Il ruolo di Parisi, nel frattempo deceduto, sarebbe per i pm molto importante nel periodo in cui l’oggetto principale della trattativa era l’alleggerimento del 41 bis. Il capo della polizia infatti era molto vicino all’allora Capo dello Stato Oscar Luigi Scalfaro “che, come emerso da varie e convergenti deposizioni testimoniali, ebbe un ruolo decisivo negli avvicendamenti Scotti-Mancino e Martelli-Conso, e nella sostituzione di Nicolò Amato col duo Capriotti-Di Maggio, attraverso i quali seguì l’evoluzione delle vicende del 41 bis strettamente connesse all’offensiva stragista del 1993”.
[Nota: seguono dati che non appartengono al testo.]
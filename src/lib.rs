//! # rust-chessboard
//!
//! Click-to-move chess board: the interaction core of a two-player board
//! where the user selects a piece and then a destination.
//!
//! ## Design Principles
//!
//! 1. **Rules Are a Collaborator**: The controller never interprets chess
//!    rules. Everything about legality, move application and game end goes
//!    through the `RulesEngine` trait.
//!
//! 2. **Illegal Input Is Not an Error**: Every click resolves to selecting,
//!    re-selecting, committing or deselecting. Nothing is rejected.
//!
//! 3. **Events Out, Snapshots Only**: Renderers observe `UiEvent`s and
//!    read-only snapshots. They never mutate the position.
//!
//! ## Architecture
//!
//! - **Selection State Machine**: `Idle` or `Selected { origin, candidates }`,
//!   with candidates cached from the rules engine at selection time.
//!
//! - **Mailbox Board**: The standard rules engine keeps a 64-square array,
//!   generates pseudo-legal moves and filters them by king safety.
//!
//! - **Repetition History**: Zobrist keys in an `im::Vector`, so cloning a
//!   game is cheap.
//!
//! ## Modules
//!
//! - `core`: Squares, sides, pieces, moves, board configuration, hashing
//! - `rules`: RulesEngine trait and game results
//! - `games`: Rules engine implementations (standard chess)
//! - `controller`: Selection state machine and emitted events
//! - `ui`: Pixel geometry, glyphs and the render model

pub mod controller;
pub mod core;
pub mod games;
pub mod rules;
pub mod ui;

// Re-export commonly used types
pub use crate::core::{
    BoardConfig, Move, Palette, Piece, PieceKind, Side, SideMap, Square, ZobristKeys,
};

pub use crate::rules::{GameResult, IllegalMoveError, RulesEngine};

pub use crate::games::standard::{FenError, StandardChess, Termination};

pub use crate::controller::{EventSink, InteractionController, SelectionState, UiEvent};

pub use crate::ui::{BoardGeometry, BoardView, HighlightState};
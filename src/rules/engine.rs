//! Rules engine trait for game implementations.
//!
//! Implementations define:
//! - Which moves are legal in the current position
//! - How a move changes the position
//! - When the game is over and with what result
//!
//! The interaction controller calls into `RulesEngine` but never interprets
//! chess rules directly.

use serde::{Deserialize, Serialize};
use thiserror::Error;

use crate::core::{Move, Piece, Side, Square};

/// Result of a completed game.
#[derive(Clone, Copy, Debug, PartialEq, Eq, Hash, Serialize, Deserialize)]
pub enum GameResult {
    /// Single winner.
    Winner(Side),
    /// Draw (no winner).
    Draw,
}

impl GameResult {
    /// Check if a side won.
    #[must_use]
    pub fn is_winner(&self, side: Side) -> bool {
        matches!(self, GameResult::Winner(s) if *s == side)
    }
}

impl std::fmt::Display for GameResult {
    fn fmt(&self, f: &mut std::fmt::Formatter<'_>) -> std::fmt::Result {
        match self {
            GameResult::Winner(Side::White) => write!(f, "1-0"),
            GameResult::Winner(Side::Black) => write!(f, "0-1"),
            GameResult::Draw => write!(f, "1/2-1/2"),
        }
    }
}

/// Returned by `apply_move` when the move is not legal in the current position.
#[derive(Clone, Debug, PartialEq, Eq, Error)]
#[error("illegal move {mv} in current position")]
pub struct IllegalMoveError {
    /// The rejected move.
    pub mv: Move,
}

/// Rules engine trait.
///
/// ## Implementation Notes
///
/// - `legal_moves`: Return empty vec if the side to move can't act
/// - `apply_move`: Must reject anything outside `legal_moves()` and leave
///   the position untouched when it does
/// - `apply_move`: Must be deterministic
/// - `result`: Return None while the game continues
pub trait RulesEngine {
    /// Piece standing on a square, if any.
    fn piece_at(&self, square: Square) -> Option<Piece>;

    /// Side whose turn it is.
    fn side_to_move(&self) -> Side;

    /// All legal moves for the side to move.
    fn legal_moves(&self) -> Vec<Move>;

    /// Apply a legal move to the position.
    fn apply_move(&mut self, mv: Move) -> Result<(), IllegalMoveError>;

    /// Game result.
    ///
    /// Returns `Some(result)` if the game has ended, `None` if it continues.
    fn result(&self) -> Option<GameResult>;

    // === Convenience Methods ===

    /// Legal moves whose origin is `origin`, in `legal_moves()` order.
    fn legal_moves_from(&self, origin: Square) -> Vec<Move> {
        self.legal_moves()
            .into_iter()
            .filter(|mv| mv.from == origin)
            .collect()
    }

    /// Check if the game is over.
    fn is_game_over(&self) -> bool {
        self.result().is_some()
    }

    /// Check if `square` holds a piece of the side to move.
    fn is_friendly(&self, square: Square) -> bool {
        self.piece_at(square)
            .is_some_and(|piece| piece.side == self.side_to_move())
    }
}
La trattativa però non è stata soltanto una delicata partita di scacchi con singoli obiettivi tattici, come salvare la vita agli uomini politici inseriti nella black list di Riina, o alleggerire il 41 bis. “Ma – spiegano i pm – ha avuto ad oggetto un nuovo patto di convivenza Stato-mafia, senza il quale Cosa Nostra non avrebbe potuto sopravvivere e traghettare dalla Prima alla Seconda Repubblica. Un patto di convivenza che, da un lato, significava la ricerca di nuovi referenti politici e, dall’altro lato, la garanzia di una duratura tregua armata dopo il bagno di sangue che in quegli anni aveva investito l’Italia”.
E per questo che dalla fine del 1993 in poi la trattativa prosegue dietro le quinte, senza clamore. “Si completò, in tal modo, il lungo iter di una travagliata trattativa che trovò finalmente il suo approdo nelle garanzie assicurate dal duo Dell’Utri -Berlusconi (come emerge dalle convergenti dichiarazioni di Spatuzza,  Brusca e Giuffrè)”.  I pm infatti mettono nero su bianco che il nuovo patto Stato-mafia fu siglato nel 1994 ,“non prima di avere rinnovato la minaccia al governo Berlusconi appena insediatosi”.  Una paragrafo della memoria i magistrati lo dedicano anche a Massimo Ciancimino, imputato di concorso esterno a Cosa Nostra e calunnia, ma anche “fonte di prova dalla controversa attendibilità intrinseca (visto che in questo processo assume anche la veste di imputato del delitto di calunnia), ma a cui, d’altra parte, va riconosciuto di aver fornito notizie e informazioni, che, laddove ed in quanto riscontrate, si sono rivelate preziose”.
Spazio anche alle nebulose testimonianze rese negli scorsi mesi dagli esponenti politici dell’epoca. “Questo Ufficio – scrivono i magistrati – è consapevole del fatto che non si è del tutto rimossa quella forma di grave amnesia collettiva della maggior parte dei responsabili politico-istituzionali dell’epoca (un’amnesia durata vent’anni), che avrebbe dovuto arrestarsi”. Un’amnesia dovuta forse a “una male intesa (perciò mai dichiarata) Ragion di Stato che fornisce apparente legittimazione alla trattativa e che coinvolge sempre più ampi e superiori livelli istituzionali”. Una ragion di Stato che però non basta ad evitare il procedimento odierno. Il perché è tutto contenuto nell’ultima frase con cui i pm concludono la memoria: “Si è ritenuto doveroso esercitare l’azione penale nei confronti degli odierni imputati nella ferma convinzione che l’unica vera Ragione di Stato è quella verità che questo Ufficio non ha mai smesso, e mai smetterà, di cercare”.